Pierre Mendès France, la gauche et la modernité : le colloque de Caen de 1956

Les 1er, 2 et 3 novembre 1956, Pierre Mendès France organisait à Caen un colloque national pour réfléchir aux évolutions nécessaires de la recherche et de l’enseignement supérieur. Soixante ans après, le président de la République François Hollande conclut à Caen le colloque « Caen 1956-2016. La Recherche : construire demain ». Vincent Duclert revient sur le colloque de 1956 et l’importance, pour aujourd’hui encore, de cet événement inédit.

En novembre 1956, un colloque réunit à Caen, sous la responsabilité de Pierre Mendès France et de la revue qu’il venait de créer, Les Cahiers de la République, deux cent cinquante scientifiques, industriels, administrateurs, fonctionnaires, parlementaires, journalistes. À l’issue de trois jours de débats en assemblée plénière et en sous-commissions de travail, ceux-ci s’engagent sur un ambitieux programme de modernisation de la recherche et de l’enseignement que résument un préambule solennel et les désormais célèbres « douze points de Caen ». Les trois jours de débats ont impulsé une réflexion qui influencera les trente années de politique de recherche qui suivront. Nombre de dispositifs encore existants y ont pris leur source.

Le colloque de Caen ne constitue pas seulement un moment clef de l’impulsion donnée par la gauche à la recherche scientifique et au système d’enseignement. Pierre Mendès France parvient à conceptualiser cette mobilisation de la connaissance et de sa transmission en révélant, comme il le fait à Caen dix ans plus tard, qu’elle étend la démocratie et son appropriation collective autant qu’individuelle : en effet, elle peut et elle doit rassembler toutes les communautés, les institutions, les associations, permettant de briser les frontières physiques et mentales qui paralysent les sociétés et les empêchent de progresser. « L’une des plus hautes tâches, mais aussi l’une des plus difficiles, qui  incombe à un régime démocratique moderne, consiste à assurer la cohésion et la vitalité de ces innombrables cellules représentatives, agissantes, productives », s’applique-t-il à rappeler. Et de regretter aussitôt « dans bien  des cas, que notre État ne gouverne pas assez mais qu’il administre trop ». L’exigence de bon gouvernement et la reconnaissance de sa valeur démocratique apparaissent ici, à la lumière du colloque de Caen de 1956, comme une possible définition de la gauche moderne. Elles désignent aussi, et avec éclat, l’héritage à cet égard de Pierre Mendès France et de celles et ceux qu’il avait su réunir autour de lui. 

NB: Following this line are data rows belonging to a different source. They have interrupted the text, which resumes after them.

//! Outbound payment gateway clients.
//!
//! Every client shares the same error normalization: transport failures and
//! timeouts become `ProviderUnavailable`, explicit refusals become
//! `ProviderRejected`, and raw response bodies go to the log only.

pub mod daraja;
pub mod paypal;

use crate::error::{DeskError, Result};
use std::time::Duration;
use tracing::warn;

pub(crate) fn http_client(timeout: Duration) -> Result<reqwest::Client> {
    reqwest::Client::builder()
        .connect_timeout(timeout.min(Duration::from_secs(5)))
        .timeout(timeout)
        .build()
        .map_err(|e| DeskError::InternalError(Box::new(e)))
}

pub(crate) fn transport_error(provider: &'static str, err: reqwest::Error) -> DeskError {
    let reason = if err.is_timeout() {
        "request timed out".to_string()
    } else if err.is_connect() {
        "connection failed".to_string()
    } else if err.is_decode() {
        "unreadable response".to_string()
    } else {
        "transport error".to_string()
    };
    warn!(provider, error = %err, %reason, "Payment provider call failed");
    DeskError::ProviderUnavailable { provider, reason }
}

/// Reads a non-success response body for the log and classifies the status.
pub(crate) async fn status_error(
    provider: &'static str,
    operation: &'static str,
    response: reqwest::Response,
) -> DeskError {
    let status = response.status();
    let body = response.text().await.unwrap_or_default();
    warn!(provider, operation, %status, body = %body, "Payment provider returned an error");
    if status.is_server_error()
        || status == reqwest::StatusCode::UNAUTHORIZED
        || status == reqwest::StatusCode::TOO_MANY_REQUESTS
    {
        DeskError::ProviderUnavailable {
            provider,
            reason: format!("{operation} failed with status {}", status.as_u16()),
        }
    } else {
        DeskError::ProviderRejected {
            provider,
            reason: format!("{operation} refused with status {}", status.as_u16()),
        }
    }
}
//! Configuration management for the desk.
//!
//! Loads configuration from environment variables with sensible defaults. A
//! provider block is only enabled when every credential it needs is present.

use crate::domain::booking::CancellationPolicy;
use crate::error::{DeskError, Result};
use serde::{Deserialize, Serialize};
use std::path::PathBuf;
use std::time::Duration;

/// Application configuration.
#[derive(Debug, Clone, Serialize, Deserialize)]
pub struct Config {
    pub server: ServerConfig,
    /// RocksDB path; `None` keeps everything in memory.
    pub db_path: Option<PathBuf>,
    pub payments: PaymentsConfig,
    pub policy: PolicyConfig,
    pub daraja: Option<DarajaConfig>,
    pub paypal: Option<PayPalConfig>,
}

#[derive(Debug, Clone, Serialize, Deserialize)]
pub struct ServerConfig {
    pub host: String,
    pub port: u16,
    /// Default `tracing` filter when `RUST_LOG` is unset.
    pub log_level: String,
}

#[derive(Debug, Clone, Serialize, Deserialize)]
pub struct PaymentsConfig {
    /// Currency for mock, mobile-money and bank-transfer payments.
    pub currency: String,
    /// Delay before a mock payment settles.
    pub mock_settlement_ms: u64,
    /// Upper bound on any outbound provider call.
    pub provider_timeout_secs: u64,
}

impl PaymentsConfig {
    pub fn mock_settlement_delay(&self) -> Duration {
        Duration::from_millis(self.mock_settlement_ms)
    }

    pub fn provider_timeout(&self) -> Duration {
        Duration::from_secs(self.provider_timeout_secs)
    }
}

#[derive(Debug, Clone, Copy, PartialEq, Eq, Serialize, Deserialize)]
#[serde(rename_all = "lowercase")]
pub enum RoleSource {
    /// Trust the role claim delivered with the principal.
    Claim,
    /// Admin only for ids listed in `admin_ids`.
    Table,
}

#[derive(Debug, Clone, Serialize, Deserialize)]
pub struct PolicyConfig {
    pub cancellation: CancellationPolicy,
    pub role_source: RoleSource,
    pub admin_ids: Vec<String>,
}

/// Daraja (M-Pesa STK push) credentials.
#[derive(Debug, Clone, Serialize, Deserialize)]
pub struct DarajaConfig {
    pub consumer_key: String,
    pub consumer_secret: String,
    pub passkey: String,
    pub shortcode: String,
    pub base_url: String,
    pub callback_url: String,
}

/// PayPal orders API credentials.
#[derive(Debug, Clone, Serialize, Deserialize)]
pub struct PayPalConfig {
    pub client_id: String,
    pub client_secret: String,
    pub base_url: String,
    pub return_url: String,
    pub cancel_url: String,
    pub currency: String,
}

impl Config {
    /// Loads configuration from the process environment, after reading an
    /// optional `.env` file.
    pub fn from_env() -> Result<Self> {
        let _ = dotenvy::dotenv();
        Self::from_lookup(|key| std::env::var(key).ok())
    }

    /// Builds the configuration from an arbitrary key lookup. Unknown policy
    /// values are refused rather than replaced by a default.
    pub fn from_lookup<F>(lookup: F) -> Result<Self>
    where
        F: Fn(&str) -> Option<String>,
    {
        let get = |key: &str| lookup(key).filter(|v| !v.trim().is_empty());
        let or = |key: &str, default: &str| get(key).unwrap_or_else(|| default.to_string());
        let parsed = |key: &str, default: u64| {
            get(key)
                .and_then(|v| v.trim().parse().ok())
                .unwrap_or(default)
        };

        let daraja = match (
            get("DARAJA_CONSUMER_KEY"),
            get("DARAJA_CONSUMER_SECRET"),
            get("DARAJA_PASSKEY"),
            get("DARAJA_SHORTCODE"),
        ) {
            (Some(consumer_key), Some(consumer_secret), Some(passkey), Some(shortcode)) => {
                Some(DarajaConfig {
                    consumer_key,
                    consumer_secret,
                    passkey,
                    shortcode,
                    base_url: or("DARAJA_BASE_URL", "https://sandbox.safaricom.co.ke"),
                    callback_url: or(
                        "DARAJA_CALLBACK_URL",
                        "http://localhost:8080/api/v1/payments/mobile-money/callback",
                    ),
                })
            }
            _ => None,
        };

        let paypal = match (get("PAYPAL_CLIENT_ID"), get("PAYPAL_CLIENT_SECRET")) {
            (Some(client_id), Some(client_secret)) => Some(PayPalConfig {
                client_id,
                client_secret,
                base_url: or("PAYPAL_BASE_URL", "https://api-m.sandbox.paypal.com"),
                return_url: or("PAYPAL_RETURN_URL", "http://localhost:5173/payment/success"),
                cancel_url: or("PAYPAL_CANCEL_URL", "http://localhost:5173/payment/cancel"),
                currency: or("PAYPAL_CURRENCY", "USD"),
            }),
            _ => None,
        };

        let cancellation = match get("DESK_CANCELLATION_POLICY").as_deref().map(str::trim) {
            None | Some("pending_only") => CancellationPolicy::PendingOnly,
            Some("until_completed") => CancellationPolicy::UntilCompleted,
            Some(other) => return Err(unknown_value("DESK_CANCELLATION_POLICY", other)),
        };
        let role_source = match get("DESK_ROLE_SOURCE").as_deref().map(str::trim) {
            None | Some("claim") => RoleSource::Claim,
            Some("table") => RoleSource::Table,
            Some(other) => return Err(unknown_value("DESK_ROLE_SOURCE", other)),
        };
        let admin_ids = get("DESK_ADMIN_IDS")
            .map(|ids| {
                ids.split(',')
                    .map(str::trim)
                    .filter(|id| !id.is_empty())
                    .map(String::from)
                    .collect()
            })
            .unwrap_or_default();

        Ok(Self {
            server: ServerConfig {
                host: or("DESK_HOST", "0.0.0.0"),
                port: get("DESK_PORT")
                    .and_then(|v| v.trim().parse().ok())
                    .unwrap_or(8080),
                log_level: or("DESK_LOG_LEVEL", "info"),
            },
            db_path: get("DESK_DB_PATH").map(PathBuf::from),
            payments: PaymentsConfig {
                currency: or("DESK_CURRENCY", "KES"),
                mock_settlement_ms: parsed("DESK_MOCK_SETTLEMENT_MS", 3000),
                provider_timeout_secs: parsed("DESK_PROVIDER_TIMEOUT_SECS", 15),
            },
            policy: PolicyConfig {
                cancellation,
                role_source,
                admin_ids,
            },
            daraja,
            paypal,
        })
    }
}

fn unknown_value(key: &str, value: &str) -> DeskError {
    DeskError::ValidationError(format!("Unrecognized value for {key}: {value}"))
}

Soixante ans plus tard, le colloque « Caen 1956-2016. La Recherche. Construire demain » se propose de remettre en perspective les débats d’alors et de réfléchir, dans un esprit similaire, aux enjeux de la recherche française contemporaine. Le colloque, organisé par Alain Chatriot, professeur à Sciences Po, par Antoine Lyon-Caen, juriste, et Christophe Prochasson du cabinet du Président de la République, animé par Pascal Buléon, directeur de la MRSH Caen Normandie, rassemble des acteurs de la recherche scientifique rarement réunis, venus de domaines très différents : Jérôme Aust, politiste, Françoise Barresinoussi, prix Nobel de médecine, Agnès Bénassy-Quéré, économiste, Suzanne Berger, historienne, politiste, du MIT, spécialiste de l’innovation, Alain Chatriot, historien, Vincent Duclert, historien, Serge Haroche, prix Nobel de physique, François Héran, anthropologue et démographe, Bertrand Hervieu, sociologue, Denis Le Bihan, médecin et physicien, Christine Musselin, sociologue, Anne Rasmussen, historienne des sciences, François Stasse, conseiller d’État, contribuant au débat sur l’éthique. Le Président de la République François Hollande conclut les travaux par un discours sur la recherche et son avenir.

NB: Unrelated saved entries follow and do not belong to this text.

use super::{http_client, status_error, transport_error};
use crate::config::PayPalConfig;
use crate::domain::ports::{CaptureResult, CheckoutGateway, CheckoutOrder};
use crate::error::{DeskError, Result};
use async_trait::async_trait;
use rust_decimal::Decimal;
use serde::Deserialize;
use serde_json::{Value, json};
use std::time::Duration;
use tracing::{info, warn};

const PROVIDER: &str = "paypal";

#[derive(Deserialize)]
struct TokenResponse {
    access_token: String,
}

#[derive(Deserialize)]
struct Link {
    href: String,
    rel: String,
}

#[derive(Deserialize)]
struct OrderResponse {
    id: String,
    #[serde(default)]
    links: Vec<Link>,
}

/// PayPal orders API: create an order, send the payer to approve it, capture.
pub struct PayPalClient {
    http: reqwest::Client,
    config: PayPalConfig,
}

impl PayPalClient {
    pub fn new(config: PayPalConfig, timeout: Duration) -> Result<Self> {
        Ok(Self {
            http: http_client(timeout)?,
            config,
        })
    }

    async fn access_token(&self) -> Result<String> {
        let response = self
            .http
            .post(format!("{}/v1/oauth2/token", self.config.base_url))
            .basic_auth(&self.config.client_id, Some(&self.config.client_secret))
            .form(&[("grant_type", "client_credentials")])
            .send()
            .await
            .map_err(|e| transport_error(PROVIDER, e))?;

        if !response.status().is_success() {
            return Err(match status_error(PROVIDER, "oauth", response).await {
                DeskError::ProviderRejected { reason, .. } => DeskError::ProviderUnavailable {
                    provider: PROVIDER,
                    reason,
                },
                other => other,
            });
        }
        let token: TokenResponse = response
            .json()
            .await
            .map_err(|e| transport_error(PROVIDER, e))?;
        Ok(token.access_token)
    }
}

/// Pulls the first capture id out of a capture response.
fn capture_id(body: &Value) -> Option<String> {
    body.pointer("/purchase_units/0/payments/captures/0/id")
        .and_then(Value::as_str)
        .map(String::from)
}

/// The `issue` code of the first error detail, e.g. `ORDER_NOT_APPROVED`.
fn issue(body: &Value) -> Option<&str> {
    body.pointer("/details/0/issue").and_then(Value::as_str)
}

#[async_trait]
impl CheckoutGateway for PayPalClient {
    fn currency(&self) -> &str {
        &self.config.currency
    }

    async fn create_order(&self, amount: Decimal, description: &str) -> Result<CheckoutOrder> {
        let token = self.access_token().await?;
        let body = json!({
            "intent": "CAPTURE",
            "purchase_units": [{
                "amount": {
                    "currency_code": self.config.currency,
                    "value": amount.round_dp(2).to_string(),
                },
                "description": description,
            }],
            "application_context": {
                "return_url": self.config.return_url,
                "cancel_url": self.config.cancel_url,
            },
        });

        let response = self
            .http
            .post(format!("{}/v2/checkout/orders", self.config.base_url))
            .bearer_auth(token)
            .json(&body)
            .send()
            .await
            .map_err(|e| transport_error(PROVIDER, e))?;

        if !response.status().is_success() {
            return Err(status_error(PROVIDER, "create order", response).await);
        }
        let order: OrderResponse = response
            .json()
            .await
            .map_err(|e| transport_error(PROVIDER, e))?;
        let approval_url = order
            .links
            .into_iter()
            .find(|link| link.rel == "approve")
            .map(|link| link.href)
            .ok_or_else(|| DeskError::ProviderRejected {
                provider: PROVIDER,
                reason: "order has no approval link".to_string(),
            })?;

        info!(order_id = %order.id, "PayPal order created");
        Ok(CheckoutOrder {
            order_id: order.id,
            approval_url,
        })
    }

    async fn capture_order(&self, order_id: &str) -> Result<CaptureResult> {
        let token = self.access_token().await?;
        let response = self
            .http
            .post(format!(
                "{}/v2/checkout/orders/{order_id}/capture",
                self.config.base_url
            ))
            .bearer_auth(token)
            .header(reqwest::header::CONTENT_TYPE, "application/json")
            .body("{}")
            .send()
            .await
            .map_err(|e| transport_error(PROVIDER, e))?;

        let status = response.status();
        if status == reqwest::StatusCode::UNPROCESSABLE_ENTITY {
            let body: Value = response.json().await.unwrap_or(Value::Null);
            warn!(order_id, body = %body, "PayPal refused capture");
            return match issue(&body) {
                // The payer has not approved yet; nothing is settled either way.
                Some("ORDER_NOT_APPROVED") | None => Err(DeskError::ProviderRejected {
                    provider: PROVIDER,
                    reason: "order not approved by payer".to_string(),
                }),
                Some(other) => Ok(CaptureResult::Declined {
                    reason: other.to_string(),
                }),
            };
        }
        if !status.is_success() {
            return Err(status_error(PROVIDER, "capture", response).await);
        }

        let body: Value = response
            .json()
            .await
            .map_err(|e| transport_error(PROVIDER, e))?;
        let order_status = body.get("status").and_then(Value::as_str).unwrap_or("");
        match (order_status, capture_id(&body)) {
            ("COMPLETED", Some(capture_id)) => {
                info!(order_id, %capture_id, "PayPal order captured");
                Ok(CaptureResult::Completed { capture_id })
            }
            (other, _) => Ok(CaptureResult::Declined {
                reason: format!("capture finished with status {other}"),
            }),
        }
    }
}

#[cfg(test)]
mod tests {
    use super::*;
    use crate::infrastructure::providers::testing::serve;
    use axum::extract::Path;
    use axum::http::StatusCode;
    use axum::routing::post;
    use axum::{Json, Router};
    use rust_decimal_macros::dec;

    fn config(base_url: String) -> PayPalConfig {
        PayPalConfig {
            client_id: "id".to_string(),
            client_secret: "secret".to_string(),
            base_url,
            return_url: "http://localhost/success".to_string(),
            cancel_url: "http://localhost/cancel".to_string(),
            currency: "USD".to_string(),
        }
    }

    fn token_route() -> Router {
        Router::new().route(
            "/v1/oauth2/token",
            post(|| async { Json(json!({"access_token": "A21", "token_type": "Bearer"})) }),
        )
    }

    async fn client_for(app: Router) -> PayPalClient {
        let base = serve(token_route().merge(app)).await;
        PayPalClient::new(config(base), Duration::from_secs(5)).unwrap()
    }

    #[tokio::test]
    async fn test_create_order_returns_approval_link() {
        let client = client_for(Router::new().route(
            "/v2/checkout/orders",
            post(|Json(body): Json<Value>| async move {
                assert_eq!(body["intent"], "CAPTURE");
                assert_eq!(body["purchase_units"][0]["amount"]["value"], "25.50");
                Json(json!({
                    "id": "5O190127TN364715T",
                    "status": "CREATED",
                    "links": [
                        {"href": "https://api/self", "rel": "self", "method": "GET"},
                        {"href": "https://paypal/checkoutnow?token=5O1", "rel": "approve", "method": "GET"}
                    ]
                }))
            }),
        ))
        .await;

        let order = client.create_order(dec!(25.5), "Oil change").await.unwrap();
        assert_eq!(order.order_id, "5O190127TN364715T");
        assert_eq!(order.approval_url, "https://paypal/checkoutnow?token=5O1");
    }

    #[tokio::test]
    async fn test_capture_completed() {
        let client = client_for(Router::new().route(
            "/v2/checkout/orders/:id/capture",
            post(|Path(id): Path<String>| async move {
                Json(json!({
                    "id": id,
                    "status": "COMPLETED",
                    "purchase_units": [{"payments": {"captures": [{"id": "3C679366HH908993F", "status": "COMPLETED"}]}}]
                }))
            }),
        ))
        .await;

        let result = client.capture_order("ORDER-1").await.unwrap();
        assert_eq!(
            result,
            CaptureResult::Completed {
                capture_id: "3C679366HH908993F".to_string()
            }
        );
    }

    #[tokio::test]
    async fn test_capture_before_approval_is_rejected() {
        let client = client_for(Router::new().route(
            "/v2/checkout/orders/:id/capture",
            post(|| async {
                (
                    StatusCode::UNPROCESSABLE_ENTITY,
                    Json(json!({"name": "UNPROCESSABLE_ENTITY", "details": [{"issue": "ORDER_NOT_APPROVED"}]})),
                )
            }),
        ))
        .await;

        let err = client.capture_order("ORDER-1").await.unwrap_err();
        assert!(matches!(err, DeskError::ProviderRejected { .. }));
    }

    #[tokio::test]
    async fn test_capture_declined_instrument() {
        let client = client_for(Router::new().route(
            "/v2/checkout/orders/:id/capture",
            post(|| async {
                (
                    StatusCode::UNPROCESSABLE_ENTITY,
                    Json(json!({"details": [{"issue": "INSTRUMENT_DECLINED"}]})),
                )
            }),
        ))
        .await;

        let result = client.capture_order("ORDER-1").await.unwrap();
        assert_eq!(
            result,
            CaptureResult::Declined {
                reason: "INSTRUMENT_DECLINED".to_string()
            }
        );
    }

    #[tokio::test]
    async fn test_unreachable_provider() {
        let client = PayPalClient::new(
            config("http://127.0.0.1:1".to_string()),
            Duration::from_secs(2),
        )
        .unwrap();
        let err = client.create_order(dec!(10), "x").await.unwrap_err();
        assert!(matches!(err, DeskError::ProviderUnavailable { .. }));
    }
}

Pour la commémoration de ce colloque, la Fondation Jean-Jaurès a demandé à l’un des participants du colloque de 2016, Vincent Duclert, d’exposer dans un Essai ce que furent le colloque de Caen de 1956 et son importance jusqu’à aujourd’hui. Les travaux menés à l’École des hautes études en sciences sociales entre 2001 et 2006 par l’auteur, avec son collègue Alain Chatriot à l’époque chargé de recherches au CNRS (CRH-EHESS), ont fait progresser la connaissance du moment mendésiste de la recherche et de l’enseignement et sa portée dans la réussite de la politique de gaullienne à partir de 1958. Cet Essai est fondé sur ces précédents travaux.